When a Los Angeles bicycling club launched an assault on a concrete Everest, it proved uphill all the way

No matter how you look at it, Fargo Street is some kind of hill. From its base on Alessandro Street it rises 150 yards, a ribbon of concrete so steep that in the morning light its crest throws a shadow back on itself. There are no terraces or plateaus, no relief from its inexorable grade.

At its top. where Fargo ends at Alvarado. there is a place to pause, to catch one's breath and, if it is a clear day, pay homage to Los Angeles' western skyline. In the near distance is the Griffith Park Observatory, where rebels James Dean. Natalie Wood and Sal Mineo tried to find a cause, and beyond that are the white wooden letters, 30 feet high, that spell HOLLYWOOD across arid hillsides. (Once upon a time they spelled HOLLYWOODLAND, the name of a subdivision. In fact, for a few years in the mid-'40s, they spelled OLLYWOODLAND because the H had slid down the mountain and no one cared enough to drag it back up.)

Fargo Street, with its 33% grade that increases a cruel degree or two just short of the summit, is to California's bicycle hill-climbing elite what Everest is to a mountaineer, what Boston is to a distance runner, what the Atlantic is to a single-hander—an irresistible test.

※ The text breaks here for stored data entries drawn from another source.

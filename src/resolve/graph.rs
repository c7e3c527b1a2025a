// src/resolve/graph.rs

//! Dependency graph construction
//!
//! [`DependencyGraphBuilder`] computes the closure of a set of root formulas
//! breadth-first, resolving each newly discovered name exactly once with a
//! single global option selection. One name therefore always maps to one
//! [`ResolvedNode`].
//!
//! Edges point from a dependent to its dependency:
//!
//! ```text
//! openssh --> openssl --> zlib
//!        \--> ldns
//! ```

use std::collections::{BTreeMap, BTreeSet, VecDeque};
use tracing::{debug, info};

use crate::error::{Error, Result};
use crate::formula::FormulaLookup;
use crate::resolve::options::{OptionResolver, OptionSelection, ResolveIntent, ResolvedNode};

/// Placeholder used as `required_by` for a missing root
pub const ROOT_REQUESTER: &str = "<root>";

/// Resolved nodes and the edges between them
#[derive(Debug, Clone, Default)]
pub struct BuildGraph {
    nodes: BTreeMap<String, ResolvedNode>,
    /// Key: node name, Value: names it depends on
    edges: BTreeMap<String, BTreeSet<String>>,
    /// Key: node name, Value: names that depend on it
    reverse_edges: BTreeMap<String, BTreeSet<String>>,
    roots: Vec<String>,
}

impl BuildGraph {
    pub(crate) fn insert(&mut self, node: ResolvedNode) {
        let name = node.name().to_string();

        self.edges.entry(name.clone()).or_default();
        self.reverse_edges.entry(name.clone()).or_default();

        for dep in node.dependencies().keys() {
            self.edges
                .entry(name.clone())
                .or_default()
                .insert(dep.clone());
            self.reverse_edges
                .entry(dep.clone())
                .or_default()
                .insert(name.clone());
        }

        self.nodes.insert(name, node);
    }

    /// Number of nodes
    pub fn len(&self) -> usize {
        self.nodes.len()
    }

    pub fn is_empty(&self) -> bool {
        self.nodes.is_empty()
    }

    pub fn contains(&self, name: &str) -> bool {
        self.nodes.contains_key(name)
    }

    pub fn node(&self, name: &str) -> Option<&ResolvedNode> {
        self.nodes.get(name)
    }

    /// All nodes in lexicographic order
    pub fn nodes(&self) -> impl Iterator<Item = &ResolvedNode> {
        self.nodes.values()
    }

    /// Requested roots, in request order
    pub fn roots(&self) -> &[String] {
        &self.roots
    }

    /// Direct dependencies of `name`
    pub fn dependencies(&self, name: &str) -> Option<&BTreeSet<String>> {
        self.edges.get(name)
    }

    /// Nodes that directly depend on `name`
    pub fn dependents(&self, name: &str) -> Option<&BTreeSet<String>> {
        self.reverse_edges.get(name)
    }

    /// Everything `name` depends on, directly or not
    pub fn transitive_dependencies(&self, name: &str) -> BTreeSet<String> {
        Self::walk(&self.edges, name)
    }

    /// Everything that depends on `name`, directly or not
    pub fn transitive_dependents(&self, name: &str) -> BTreeSet<String> {
        Self::walk(&self.reverse_edges, name)
    }

    fn walk(adjacency: &BTreeMap<String, BTreeSet<String>>, start: &str) -> BTreeSet<String> {
        let mut seen = BTreeSet::new();
        let mut queue: VecDeque<&str> = VecDeque::new();

        if let Some(direct) = adjacency.get(start) {
            queue.extend(direct.iter().map(String::as_str));
        }

        while let Some(next) = queue.pop_front() {
            if seen.insert(next.to_string())
                && let Some(more) = adjacency.get(next)
            {
                queue.extend(more.iter().filter(|n| !seen.contains(*n)).map(String::as_str));
            }
        }

        seen
    }
}

/// Builds the dependency closure of a set of roots
#[derive(Debug, Clone, Copy, Default)]
pub struct DependencyGraphBuilder {
    resolver: OptionResolver,
}

impl DependencyGraphBuilder {
    pub fn new(intent: ResolveIntent) -> Self {
        Self {
            resolver: OptionResolver::new(intent),
        }
    }

    /// Resolve `roots` and everything they reach
    ///
    /// Fails with `MissingFormula` when a referenced name is absent from
    /// `lookup`, naming the formula that required it.
    pub fn build<L>(
        &self,
        roots: &[&str],
        selected_options: &OptionSelection,
        lookup: &L,
    ) -> Result<BuildGraph>
    where
        L: FormulaLookup + ?Sized,
    {
        info!("Resolving dependency graph for {} root(s)", roots.len());

        let mut graph = BuildGraph::default();
        let mut seen: BTreeSet<String> = BTreeSet::new();
        let mut queue: VecDeque<(String, String)> = VecDeque::new();

        for root in roots {
            if seen.insert(root.to_string()) {
                graph.roots.push(root.to_string());
                queue.push_back((root.to_string(), ROOT_REQUESTER.to_string()));
            }
        }

        while let Some((name, required_by)) = queue.pop_front() {
            let formula = lookup.get(&name).ok_or_else(|| Error::MissingFormula {
                name: name.clone(),
                required_by: required_by.clone(),
            })?;

            if formula.name() != name {
                return Err(Error::invalid_formula(
                    &name,
                    format!("lookup returned formula '{}'", formula.name()),
                ));
            }

            let node = self.resolver.resolve(&formula, selected_options);
            for target in node.dependencies().keys() {
                if seen.insert(target.clone()) {
                    debug!("Discovered {} (required by {})", target, name);
                    queue.push_back((target.clone(), name.clone()));
                }
            }

            graph.insert(node);
        }

        info!("Resolved {} formulas", graph.len());
        Ok(graph)
    }
}

#[cfg(test)]
mod tests {
    use super::*;
    use crate::error::ErrorKind;
    use crate::formula::{DependencyKind, Formula, MemoryRegistry};
    use std::sync::Arc;

    const CHECKSUM: &str =
        "sha256:dffd6021bb2bd5b0af676290809ec3a53191dd81c7f70a4b28688a362182986f";

    fn formula(name: &str, deps: &[&str]) -> Formula {
        deps.iter()
            .fold(
                Formula::builder(name, "1.0").source(format!("{name}.tar.gz"), CHECKSUM),
                |b, dep| b.depends_on(*dep, DependencyKind::Required),
            )
            .build()
            .unwrap()
    }

    fn no_options() -> OptionSelection {
        OptionSelection::new()
    }

    #[test]
    fn test_closure_from_root() {
        let registry: MemoryRegistry = [
            formula("a", &[]),
            formula("b", &["a"]),
            formula("c", &["b", "a"]),
            formula("unrelated", &[]),
        ]
        .into_iter()
        .collect();

        let graph = DependencyGraphBuilder::default()
            .build(&["c"], &no_options(), &registry)
            .unwrap();

        assert_eq!(graph.len(), 3);
        assert!(!graph.contains("unrelated"));
        assert_eq!(graph.roots(), ["c".to_string()]);
        assert!(graph.dependencies("c").unwrap().contains("b"));
        assert!(graph.dependents("a").unwrap().contains("b"));
    }

    #[test]
    fn test_transitive_queries() {
        let registry: MemoryRegistry = [
            formula("zlib", &[]),
            formula("openssl", &["zlib"]),
            formula("openssh", &["openssl"]),
        ]
        .into_iter()
        .collect();

        let graph = DependencyGraphBuilder::default()
            .build(&["openssh"], &no_options(), &registry)
            .unwrap();

        let deps = graph.transitive_dependencies("openssh");
        assert!(deps.contains("openssl"));
        assert!(deps.contains("zlib"));

        let dependents = graph.transitive_dependents("zlib");
        assert_eq!(dependents.len(), 2);
    }

    #[test]
    fn test_missing_dependency_names_requester() {
        let registry: MemoryRegistry = [formula("b", &["a"])].into_iter().collect();

        let err = DependencyGraphBuilder::default()
            .build(&["b"], &no_options(), &registry)
            .unwrap_err();

        match err {
            Error::MissingFormula { name, required_by } => {
                assert_eq!(name, "a");
                assert_eq!(required_by, "b");
            }
            other => panic!("unexpected error: {other}"),
        }
    }

    #[test]
    fn test_missing_root() {
        let err = DependencyGraphBuilder::default()
            .build(&["nope"], &no_options(), &MemoryRegistry::new())
            .unwrap_err();
        assert_eq!(err.kind(), ErrorKind::MissingFormula);
        assert!(err.to_string().contains(ROOT_REQUESTER));
    }

    #[test]
    fn test_cycle_is_built_not_rejected() {
        let registry: MemoryRegistry = [formula("a", &["b"]), formula("b", &["a"])]
            .into_iter()
            .collect();

        let graph = DependencyGraphBuilder::default()
            .build(&["a"], &no_options(), &registry)
            .unwrap();
        assert_eq!(graph.len(), 2);
        assert!(graph.transitive_dependencies("a").contains("a"));
    }

    #[test]
    fn test_duplicate_roots_collapse() {
        let registry: MemoryRegistry = [formula("a", &[])].into_iter().collect();
        let graph = DependencyGraphBuilder::default()
            .build(&["a", "a"], &no_options(), &registry)
            .unwrap();
        assert_eq!(graph.roots().len(), 1);
    }

    struct Mislabeled(Arc<Formula>);

    impl FormulaLookup for Mislabeled {
        fn get(&self, _name: &str) -> Option<Arc<Formula>> {
            Some(Arc::clone(&self.0))
        }
    }

    #[test]
    fn test_lookup_name_mismatch() {
        let lookup = Mislabeled(Arc::new(formula("other", &[])));
        let err = DependencyGraphBuilder::default()
            .build(&["wanted"], &no_options(), &lookup)
            .unwrap_err();
        assert_eq!(err.kind(), ErrorKind::InvalidFormula);
    }
}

A cyclist's only reward for strapping his feet into the pedals of an absurdly expensive bicycle and tearing up his insides for a minute and a half trying to conquer this hill on a run-down block in a shabby old Los Angeles neighborhood is the knowledge that somewhere a handful of people will know and appreciate what he did. If he succeeds, he will probably not even hear the cheers, because he will be throwing up behind a parked car. If he fails and there is no one alongside to catch him, he is apt to slide, helpless, bare-skinned on concrete, because his feet are locked in place.

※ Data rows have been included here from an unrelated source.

// tests/common/mod.rs

//! Shared test utilities and helpers for integration tests.

#![allow(dead_code)]

use flate2::Compression;
use flate2::write::GzEncoder;
use formulary::install::{CancelToken, CommandDescriptor, CommandRunner, ProcessRunner, StepOutput};
use formulary::{
    Checksum, DependencyKind, EngineConfig, Formula, HashAlgorithm, MemoryRegistry, Result,
};
use std::fs::File;
use std::path::{Path, PathBuf};
use std::sync::Mutex;
use std::time::Duration;

/// Sample formula shipped with the tests
pub const OPENSSH: &str = include_str!("../fixtures/openssh.toml");

/// Formula with the given unconditional dependencies and a dummy source
pub fn formula(name: &str, deps: &[&str]) -> Formula {
    deps.iter()
        .fold(
            Formula::builder(name, "1.0").source(
                format!("https://example.invalid/{name}-1.0.tar.gz"),
                "sha256:dffd6021bb2bd5b0af676290809ec3a53191dd81c7f70a4b28688a362182986f",
            ),
            |builder, dep| builder.depends_on(*dep, DependencyKind::Required),
        )
        .build()
        .unwrap()
}

/// Registry built from `(name, deps)` pairs
pub fn registry(entries: &[(&str, &[&str])]) -> MemoryRegistry {
    entries
        .iter()
        .map(|(name, deps)| formula(name, deps))
        .collect()
}

/// Write `<dir>/<name>-1.0.tar.gz` with every file under `<name>-1.0/`
pub fn source_tarball(dir: &Path, name: &str, files: &[(&str, &str)]) -> PathBuf {
    let path = dir.join(format!("{name}-1.0.tar.gz"));
    let encoder = GzEncoder::new(File::create(&path).unwrap(), Compression::default());
    let mut builder = tar::Builder::new(encoder);

    for (file, content) in files {
        let mut header = tar::Header::new_gnu();
        header.set_size(content.len() as u64);
        header.set_mode(0o644);
        header.set_cksum();
        builder
            .append_data(&mut header, format!("{name}-1.0/{file}"), content.as_bytes())
            .unwrap();
    }

    builder.into_inner().unwrap().finish().unwrap();
    path
}

/// `sha256:<hex>` of a file
pub fn sha256_of(path: &Path) -> String {
    Checksum::of_file(HashAlgorithm::Sha256, path)
        .unwrap()
        .to_string()
}

/// Engine rooted at `root`, with small limits for tests
pub fn engine(root: &Path) -> EngineConfig {
    let mut config = EngineConfig::with_root(root);
    config.jobs = 2;
    config.max_parallelism = 2;
    config.step_timeout = Duration::from_secs(20);
    config
}

/// Number of entries left in the staging directory
pub fn staging_entries(config: &EngineConfig) -> usize {
    std::fs::read_dir(config.staging_dir())
        .map(|entries| entries.count())
        .unwrap_or(0)
}

/// Runner that answers `patch` itself and delegates everything else
pub struct PatchInterceptor {
    inner: ProcessRunner,
    patch_exit: i32,
    pub patches: Mutex<Vec<CommandDescriptor>>,
}

impl PatchInterceptor {
    pub fn new(patch_exit: i32) -> Self {
        Self {
            inner: ProcessRunner::new(),
            patch_exit,
            patches: Mutex::new(Vec::new()),
        }
    }
}

impl CommandRunner for PatchInterceptor {
    fn run(&self, command: &CommandDescriptor, cancel: &CancelToken) -> Result<StepOutput> {
        if command.program != "patch" {
            return self.inner.run(command, cancel);
        }
        self.patches.lock().unwrap().push(command.clone());
        Ok(StepOutput {
            exit_code: Some(self.patch_exit),
            timed_out: false,
            log: format!("patching file {}\n", command.args.join(" ")),
        })
    }
}
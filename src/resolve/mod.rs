// src/resolve/mod.rs

//! Dependency resolution and build ordering
//!
//! Resolution runs in three stages, all before any install starts:
//!
//! 1. [`OptionResolver`] evaluates a formula's guards against the selected
//!    options, producing a [`ResolvedNode`].
//! 2. [`DependencyGraphBuilder`] walks the active edges breadth-first from
//!    the requested roots, producing a [`BuildGraph`].
//! 3. [`TopologicalScheduler`] orders the graph into a [`BuildPlan`] of
//!    parallel batches, or reports the shortest dependency cycle.
//!
//! [`resolve_plan`] runs all three.

mod graph;
mod options;
mod schedule;

pub use graph::{BuildGraph, DependencyGraphBuilder, ROOT_REQUESTER};
pub use options::{OptionResolver, OptionSelection, ResolveIntent, ResolvedNode};
pub use schedule::{BuildPlan, TopologicalScheduler};

use crate::error::Result;
use crate::formula::FormulaLookup;

/// Resolve `roots` against `lookup` and schedule the result
pub fn resolve_plan<L>(
    roots: &[&str],
    selected_options: &OptionSelection,
    intent: ResolveIntent,
    lookup: &L,
) -> Result<BuildPlan>
where
    L: FormulaLookup + ?Sized,
{
    let graph = DependencyGraphBuilder::new(intent).build(roots, selected_options, lookup)?;
    TopologicalScheduler::new().schedule(&graph)
}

On a sunny Sunday morning two weeks ago spectators started arriving an hour before the fourth annual Fargo Street Hill Climb was scheduled to begin. Whole families plodded slowly upward from Alessandro Street, looking for good seats on the curb. There are no steps cut into the sidewalks of Fargo Street as there are on some of San Francisco's steeper hills, so pedestrians were forced to improvise. First they walked facing forward, then backward, and finally they tried sidestepping. Parents clutched children and children clutched skateboards, each for fear the other might start rolling and never stop. A volunteer with a kitchen broom swept away menacing pockets of gravel. A group of teen-agers who had driven up from Orange County "to see how the L.A. hills compare," unloaded their bikes, laughed nervously and snuck sidelong glances at the hill. A blond 10-year-old named Bob Hale, who planned to mount his assault on a borrowed ladies' Schwinn with a 19-inch gear, killed time by running up and down the hill.

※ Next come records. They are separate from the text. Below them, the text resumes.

// src/install/staging.rs

//! Staging areas and keg promotion
//!
//! Every install works inside its own staging area under
//! `<root>/.staging`. Nothing is visible under `Cellar/` until
//! [`promote`] renames the staged prefix into place.
//!
//! ```text
//! <root>/.staging/openssh-6.5p1-XXXXXX/
//!   downloads/   fetched source archive
//!   patches/     fetched patches
//!   src/         unpacked source tree
//!   prefix/      install destination (%(prefix)s)
//!   destdir/     DESTDIR root for builds configured with the final keg
//!                as prefix (%(destdir)s)
//! ```

use std::fs::{self, File};
use std::io;
use std::path::{Component, Path, PathBuf};
use tempfile::TempDir;
use tracing::{debug, warn};
use walkdir::WalkDir;

use crate::error::{Error, Result};

/// Per-node scratch directory, removed on drop
#[derive(Debug)]
pub struct StagingArea {
    dir: TempDir,
}

impl StagingArea {
    /// Create a fresh staging area named after `label` inside `staging_root`
    pub fn create(staging_root: &Path, label: &str) -> Result<Self> {
        fs::create_dir_all(staging_root)?;
        let dir = tempfile::Builder::new()
            .prefix(&format!("{label}-"))
            .tempdir_in(staging_root)
            .map_err(|e| Error::IoError(format!("Failed to create staging area: {}", e)))?;

        let area = Self { dir };
        for sub in [
            area.downloads_dir(),
            area.patches_dir(),
            area.source_dir(),
            area.prefix(),
            area.destdir(),
        ] {
            fs::create_dir_all(sub)?;
        }
        debug!("Staging area: {}", area.path().display());
        Ok(area)
    }

    pub fn path(&self) -> &Path {
        self.dir.path()
    }

    pub fn downloads_dir(&self) -> PathBuf {
        self.path().join("downloads")
    }

    pub fn patches_dir(&self) -> PathBuf {
        self.path().join("patches")
    }

    pub fn source_dir(&self) -> PathBuf {
        self.path().join("src")
    }

    pub fn prefix(&self) -> PathBuf {
        self.path().join("prefix")
    }

    pub fn destdir(&self) -> PathBuf {
        self.path().join("destdir")
    }

    /// The tree that becomes `keg`
    ///
    /// A build that installed through `DESTDIR` leaves the keg under
    /// `destdir/<keg path>`; that tree wins over `prefix/` when present.
    pub fn staged_keg(&self, keg: &Path) -> PathBuf {
        let relative: PathBuf = keg
            .components()
            .filter(|c| matches!(c, Component::Normal(_)))
            .collect();
        let relocated = self.destdir().join(relative);
        if relocated.is_dir() {
            relocated
        } else {
            self.prefix()
        }
    }

    /// Keep the directory on disk instead of removing it
    pub fn keep(self) -> PathBuf {
        self.dir.keep()
    }
}

/// A keg that has been moved into place but not yet committed
///
/// Any previous keg is parked next to it until [`Promotion::commit`].
/// [`Promotion::rollback`] removes the new keg and puts the previous one back.
#[derive(Debug)]
#[must_use = "a promotion must be committed or rolled back"]
pub struct Promotion {
    keg: PathBuf,
    previous: Option<PathBuf>,
}

impl Promotion {
    pub fn keg(&self) -> &Path {
        &self.keg
    }

    /// Drop the previous keg
    pub fn commit(self) {
        if let Some(aside) = &self.previous
            && let Err(e) = fs::remove_dir_all(aside)
        {
            warn!("Failed to remove previous keg {}: {}", aside.display(), e);
        }
    }

    /// Remove the new keg and restore the previous one, if any
    pub fn rollback(self) -> Result<()> {
        debug!("Rolling back promotion of {}", self.keg.display());
        if self.keg.exists() {
            fs::remove_dir_all(&self.keg).map_err(|e| {
                Error::IoError(format!("Failed to remove {}: {}", self.keg.display(), e))
            })?;
        }
        if let Some(aside) = &self.previous {
            fs::rename(aside, &self.keg).map_err(|e| {
                Error::IoError(format!(
                    "Failed to restore previous keg {}: {}",
                    self.keg.display(),
                    e
                ))
            })?;
        }
        Ok(())
    }
}

/// Move `staged` to `keg`, parking any previous keg aside
///
/// If the move fails the previous keg is restored immediately.
pub fn promote(staged: &Path, keg: &Path) -> Result<Promotion> {
    let parent = keg
        .parent()
        .ok_or_else(|| Error::IoError(format!("Invalid keg path: {}", keg.display())))?;
    fs::create_dir_all(parent)?;

    let leaf = keg
        .file_name()
        .and_then(|n| n.to_str())
        .unwrap_or("keg");
    let aside = parent.join(format!(".{leaf}.previous"));

    let had_previous = keg.exists();
    if had_previous {
        if aside.exists() {
            fs::remove_dir_all(&aside)?;
        }
        fs::rename(keg, &aside)?;
    }

    if let Err(e) = move_dir_atomic(staged, keg) {
        if had_previous && let Err(restore) = fs::rename(&aside, keg) {
            warn!(
                "Failed to restore previous keg {}: {}",
                keg.display(),
                restore
            );
        }
        return Err(Error::IoError(format!(
            "Failed to promote {} to {}: {}",
            staged.display(),
            keg.display(),
            e
        )));
    }

    Ok(Promotion {
        keg: keg.to_path_buf(),
        previous: had_previous.then_some(aside),
    })
}

/// Rename a directory, copying through a sibling temp dir across filesystems
fn move_dir_atomic(src: &Path, dst: &Path) -> io::Result<()> {
    match fs::rename(src, dst) {
        Ok(()) => Ok(()),
        Err(e) if e.raw_os_error() == Some(libc::EXDEV) => {
            debug!(
                "Cross-filesystem move detected ({} -> {}), using copy fallback",
                src.display(),
                dst.display()
            );

            let parent = dst.parent().unwrap_or(Path::new("."));
            let incoming = tempfile::Builder::new()
                .prefix(".incoming-")
                .tempdir_in(parent)?;
            let copy_root = incoming.path().join("keg");
            copy_tree(src, &copy_root)?;

            if let Ok(dir) = File::open(parent) {
                let _ = dir.sync_all();
            }

            fs::rename(&copy_root, dst)?;
            fs::remove_dir_all(src)?;
            Ok(())
        }
        Err(e) => Err(e),
    }
}

fn copy_tree(src: &Path, dst: &Path) -> io::Result<()> {
    for entry in WalkDir::new(src).follow_links(false) {
        let entry = entry.map_err(io::Error::other)?;
        let relative = entry
            .path()
            .strip_prefix(src)
            .map_err(io::Error::other)?;
        let target = dst.join(relative);
        let file_type = entry.file_type();

        if file_type.is_dir() {
            fs::create_dir_all(&target)?;
        } else if file_type.is_symlink() {
            let link = fs::read_link(entry.path())?;
            #[cfg(unix)]
            std::os::unix::fs::symlink(&link, &target)?;
            #[cfg(not(unix))]
            fs::copy(entry.path().parent().unwrap_or(src).join(link), &target)?;
        } else {
            fs::copy(entry.path(), &target)?;
        }
    }
    Ok(())
}

/// Point the opt link at `keg`, replacing any previous link atomically
#[cfg(unix)]
pub fn link_opt(keg: &Path, opt_link: &Path) -> Result<()> {
    let parent = opt_link
        .parent()
        .ok_or_else(|| Error::IoError(format!("Invalid opt path: {}", opt_link.display())))?;
    fs::create_dir_all(parent)?;

    let name = opt_link
        .file_name()
        .and_then(|n| n.to_str())
        .unwrap_or("link");
    let temp_link = parent.join(format!(".{name}.tmp-link"));
    if temp_link.symlink_metadata().is_ok() {
        fs::remove_file(&temp_link)?;
    }

    std::os::unix::fs::symlink(keg, &temp_link)?;
    fs::rename(&temp_link, opt_link).map_err(|e| {
        let _ = fs::remove_file(&temp_link);
        Error::IoError(format!("Failed to link {}: {}", opt_link.display(), e))
    })?;
    Ok(())
}

#[cfg(not(unix))]
pub fn link_opt(_keg: &Path, opt_link: &Path) -> Result<()> {
    Err(Error::IoError(format!(
        "opt links are not supported on this platform: {}",
        opt_link.display()
    )))
}

#[cfg(test)]
mod tests {
    use super::*;

    #[test]
    fn test_staging_layout_and_cleanup() {
        let root = tempfile::tempdir().unwrap();
        let path = {
            let area = StagingArea::create(root.path(), "zlib-1.3").unwrap();
            assert!(area.prefix().is_dir());
            assert!(area.source_dir().is_dir());
            let name = area.path().file_name().unwrap().to_str().unwrap().to_string();
            assert!(name.starts_with("zlib-1.3-"));
            area.path().to_path_buf()
        };
        assert!(!path.exists());
    }

    #[test]
    fn test_keep_staging() {
        let root = tempfile::tempdir().unwrap();
        let area = StagingArea::create(root.path(), "x-1").unwrap();
        let kept = area.keep();
        assert!(kept.exists());
    }

    #[test]
    fn test_promote_new_keg() {
        let root = tempfile::tempdir().unwrap();
        let staged = root.path().join("staged");
        fs::create_dir_all(staged.join("bin")).unwrap();
        fs::write(staged.join("bin/tool"), b"v1").unwrap();

        let keg = root.path().join("Cellar/tool/1.0");
        promote(&staged, &keg).unwrap().commit();

        assert_eq!(fs::read(keg.join("bin/tool")).unwrap(), b"v1");
        assert!(!staged.exists());
    }

    #[test]
    fn test_promote_replaces_previous_keg() {
        let root = tempfile::tempdir().unwrap();
        let keg = root.path().join("Cellar/tool/1.0");
        fs::create_dir_all(&keg).unwrap();
        fs::write(keg.join("old"), b"old").unwrap();

        let staged = root.path().join("staged");
        fs::create_dir_all(&staged).unwrap();
        fs::write(staged.join("new"), b"new").unwrap();

        let promotion = promote(&staged, &keg).unwrap();
        assert!(root.path().join("Cellar/tool/.1.0.previous/old").exists());
        promotion.commit();
        assert!(keg.join("new").exists());
        assert!(!keg.join("old").exists());
        assert!(!root.path().join("Cellar/tool/.1.0.previous").exists());
    }

    #[test]
    fn test_promote_missing_staging_keeps_previous() {
        let root = tempfile::tempdir().unwrap();
        let keg = root.path().join("Cellar/tool/1.0");
        fs::create_dir_all(&keg).unwrap();
        fs::write(keg.join("old"), b"old").unwrap();

        assert!(promote(&root.path().join("missing"), &keg).is_err());
        assert!(keg.join("old").exists());
    }

    #[test]
    fn test_rollback_restores_previous_keg() {
        let root = tempfile::tempdir().unwrap();
        let keg = root.path().join("Cellar/tool/1.0");
        fs::create_dir_all(&keg).unwrap();
        fs::write(keg.join("old"), b"old").unwrap();

        let staged = root.path().join("staged");
        fs::create_dir_all(&staged).unwrap();
        fs::write(staged.join("new"), b"new").unwrap();

        promote(&staged, &keg).unwrap().rollback().unwrap();
        assert_eq!(fs::read(keg.join("old")).unwrap(), b"old");
        assert!(!keg.join("new").exists());
        assert!(!root.path().join("Cellar/tool/.1.0.previous").exists());
    }

    #[test]
    fn test_rollback_of_first_install_removes_keg() {
        let root = tempfile::tempdir().unwrap();
        let staged = root.path().join("staged");
        fs::create_dir_all(&staged).unwrap();

        let keg = root.path().join("Cellar/tool/1.0");
        promote(&staged, &keg).unwrap().rollback().unwrap();
        assert!(!keg.exists());
    }

    #[test]
    fn test_staged_keg_prefers_destdir_tree() {
        let root = tempfile::tempdir().unwrap();
        let area = StagingArea::create(root.path(), "tool-1.0").unwrap();
        let keg = Path::new("/fy/Cellar/tool/1.0");
        assert_eq!(area.staged_keg(keg), area.prefix());

        let relocated = area.destdir().join("fy/Cellar/tool/1.0");
        fs::create_dir_all(relocated.join("bin")).unwrap();
        assert_eq!(area.staged_keg(keg), relocated);
    }

    #[test]
    fn test_copy_tree() {
        let root = tempfile::tempdir().unwrap();
        let src = root.path().join("src");
        fs::create_dir_all(src.join("lib")).unwrap();
        fs::write(src.join("lib/libz.a"), b"z").unwrap();
        #[cfg(unix)]
        std::os::unix::fs::symlink("libz.a", src.join("lib/libz.so")).unwrap();

        let dst = root.path().join("dst");
        copy_tree(&src, &dst).unwrap();
        assert_eq!(fs::read(dst.join("lib/libz.a")).unwrap(), b"z");
        #[cfg(unix)]
        assert_eq!(
            fs::read_link(dst.join("lib/libz.so")).unwrap(),
            PathBuf::from("libz.a")
        );
    }

    #[cfg(unix)]
    #[test]
    fn test_link_opt_replaces_link() {
        let root = tempfile::tempdir().unwrap();
        let v1 = root.path().join("Cellar/tool/1.0");
        let v2 = root.path().join("Cellar/tool/2.0");
        fs::create_dir_all(&v1).unwrap();
        fs::create_dir_all(&v2).unwrap();

        let opt = root.path().join("opt/tool");
        link_opt(&v1, &opt).unwrap();
        assert_eq!(fs::read_link(&opt).unwrap(), v1);
        link_opt(&v2, &opt).unwrap();
        assert_eq!(fs::read_link(&opt).unwrap(), v2);
    }
}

Meanwhile. 10 miles to the southwest, at the corner of La Cienega and Olympic, on a grassy plot next to a branch of the Beverly Hills Water Department, the Los Angeles Wheelmen, 200 of them, gathered for the start of their weekly Sunday ride. Today this was to include a stop at Fargo Street for the hill climb, followed by lunch at Olvera Street near the center of the old Mexican pueblo around which Los Angeles grew.

"We used to stop by Fargo Street now and then," says Hal Munn, a traffic engineer who has been riding with the Wheelmen for 17 years. "A few would try, but for years nobody could make it. Then, about 10 years ago, a couple of guys did, and the word got out and people began to get interested."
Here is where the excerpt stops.